- TASK REQUIREMENTS -
Each record should be given back exactly, with none missing.

- Collected data -
--- START ---

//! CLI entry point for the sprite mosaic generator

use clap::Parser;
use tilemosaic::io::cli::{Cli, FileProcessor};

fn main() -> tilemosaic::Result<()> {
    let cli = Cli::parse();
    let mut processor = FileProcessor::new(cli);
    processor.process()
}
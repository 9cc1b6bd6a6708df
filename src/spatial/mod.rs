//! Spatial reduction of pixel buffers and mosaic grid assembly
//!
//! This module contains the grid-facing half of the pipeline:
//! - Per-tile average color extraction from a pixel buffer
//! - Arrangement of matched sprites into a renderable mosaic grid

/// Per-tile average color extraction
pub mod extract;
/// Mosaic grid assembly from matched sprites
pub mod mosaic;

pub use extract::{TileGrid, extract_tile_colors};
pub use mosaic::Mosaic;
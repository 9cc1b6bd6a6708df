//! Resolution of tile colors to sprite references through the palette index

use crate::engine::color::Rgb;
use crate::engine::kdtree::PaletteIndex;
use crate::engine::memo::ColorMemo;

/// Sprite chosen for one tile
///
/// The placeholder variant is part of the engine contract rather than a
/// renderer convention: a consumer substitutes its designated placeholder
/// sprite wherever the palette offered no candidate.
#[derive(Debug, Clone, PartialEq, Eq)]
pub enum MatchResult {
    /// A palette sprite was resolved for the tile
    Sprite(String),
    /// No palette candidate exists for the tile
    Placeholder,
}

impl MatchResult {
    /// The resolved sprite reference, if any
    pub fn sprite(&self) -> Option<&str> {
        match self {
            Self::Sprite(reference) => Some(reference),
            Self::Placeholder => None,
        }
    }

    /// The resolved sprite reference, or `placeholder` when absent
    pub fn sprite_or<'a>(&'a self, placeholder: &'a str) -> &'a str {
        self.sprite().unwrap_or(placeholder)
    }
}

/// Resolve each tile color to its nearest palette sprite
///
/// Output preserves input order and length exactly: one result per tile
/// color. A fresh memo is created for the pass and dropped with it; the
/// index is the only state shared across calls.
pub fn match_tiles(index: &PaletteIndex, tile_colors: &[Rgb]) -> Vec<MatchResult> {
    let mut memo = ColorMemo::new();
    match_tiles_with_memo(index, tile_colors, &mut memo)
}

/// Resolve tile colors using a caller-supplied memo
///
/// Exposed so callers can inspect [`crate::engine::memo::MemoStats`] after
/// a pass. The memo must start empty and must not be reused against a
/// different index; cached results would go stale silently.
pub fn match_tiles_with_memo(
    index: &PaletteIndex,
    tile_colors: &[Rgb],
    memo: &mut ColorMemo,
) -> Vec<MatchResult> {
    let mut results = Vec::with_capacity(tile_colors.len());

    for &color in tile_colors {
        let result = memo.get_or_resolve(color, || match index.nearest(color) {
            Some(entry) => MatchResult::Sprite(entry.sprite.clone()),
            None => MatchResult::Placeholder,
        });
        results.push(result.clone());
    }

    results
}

--- END ---

- REPLY TO THE TASK -
//! CLI entry point for the sprite mosaic generator

use clap::Parser;
use tilemosaic::io::cli::{Cli, FileProcessor};

fn main() -> tilemosaic::Result<()> {
    let cli = Cli::parse();
    let mut processor = FileProcessor::new(cli);
    processor.process()
}
repository 9cc1b6bd6a6708df
filename src/spatial/mod.rs
//! Spatial reduction of pixel buffers and mosaic grid assembly
//!
//! This module contains the grid-facing half of the pipeline:
//! - Per-tile average color extraction from a pixel buffer
//! - Arrangement of matched sprites into a renderable mosaic grid

/// Per-tile average color extraction
pub mod extract;
/// Mosaic grid assembly from matched sprites
pub mod mosaic;

pub use extract::{TileGrid, extract_tile_colors};
pub use mosaic::Mosaic;
repository 9cc1b6bd6a6708df
//! Resolution of tile colors to sprite references through the palette index

use crate::engine::color::Rgb;
use crate::engine::kdtree::PaletteIndex;
use crate::engine::memo::ColorMemo;

/// Sprite chosen for one tile
///
/// The placeholder variant is part of the engine contract rather than a
/// renderer convention: a consumer substitutes its designated placeholder
/// sprite wherever the palette offered no candidate.
#[derive(Debug, Clone, PartialEq, Eq)]
pub enum MatchResult {
    /// A palette sprite was resolved for the tile
    Sprite(String),
    /// No palette candidate exists for the tile
    Placeholder,
}

impl MatchResult {
    /// The resolved sprite reference, if any
    pub fn sprite(&self) -> Option<&str> {
        match self {
            Self::Sprite(reference) => Some(reference),
            Self::Placeholder => None,
        }
    }

    /// The resolved sprite reference, or `placeholder` when absent
    pub fn sprite_or<'a>(&'a self, placeholder: &'a str) -> &'a str {
        self.sprite().unwrap_or(placeholder)
    }
}

/// Resolve each tile color to its nearest palette sprite
///
/// Output preserves input order and length exactly: one result per tile
/// color. A fresh memo is created for the pass and dropped with it; the
/// index is the only state shared across calls.
pub fn match_tiles(index: &PaletteIndex, tile_colors: &[Rgb]) -> Vec<MatchResult> {
    let mut memo = ColorMemo::new();
    match_tiles_with_memo(index, tile_colors, &mut memo)
}

/// Resolve tile colors using a caller-supplied memo
///
/// Exposed so callers can inspect [`crate::engine::memo::MemoStats`] after
/// a pass. The memo must start empty and must not be reused against a
/// different index; cached results would go stale silently.
pub fn match_tiles_with_memo(
    index: &PaletteIndex,
    tile_colors: &[Rgb],
    memo: &mut ColorMemo,
) -> Vec<MatchResult> {
    let mut results = Vec::with_capacity(tile_colors.len());

    for &color in tile_colors {
        let result = memo.get_or_resolve(color, || match index.nearest(color) {
            Some(entry) => MatchResult::Sprite(entry.sprite.clone()),
            None => MatchResult::Placeholder,
        });
        results.push(result.clone());
    }

    results
}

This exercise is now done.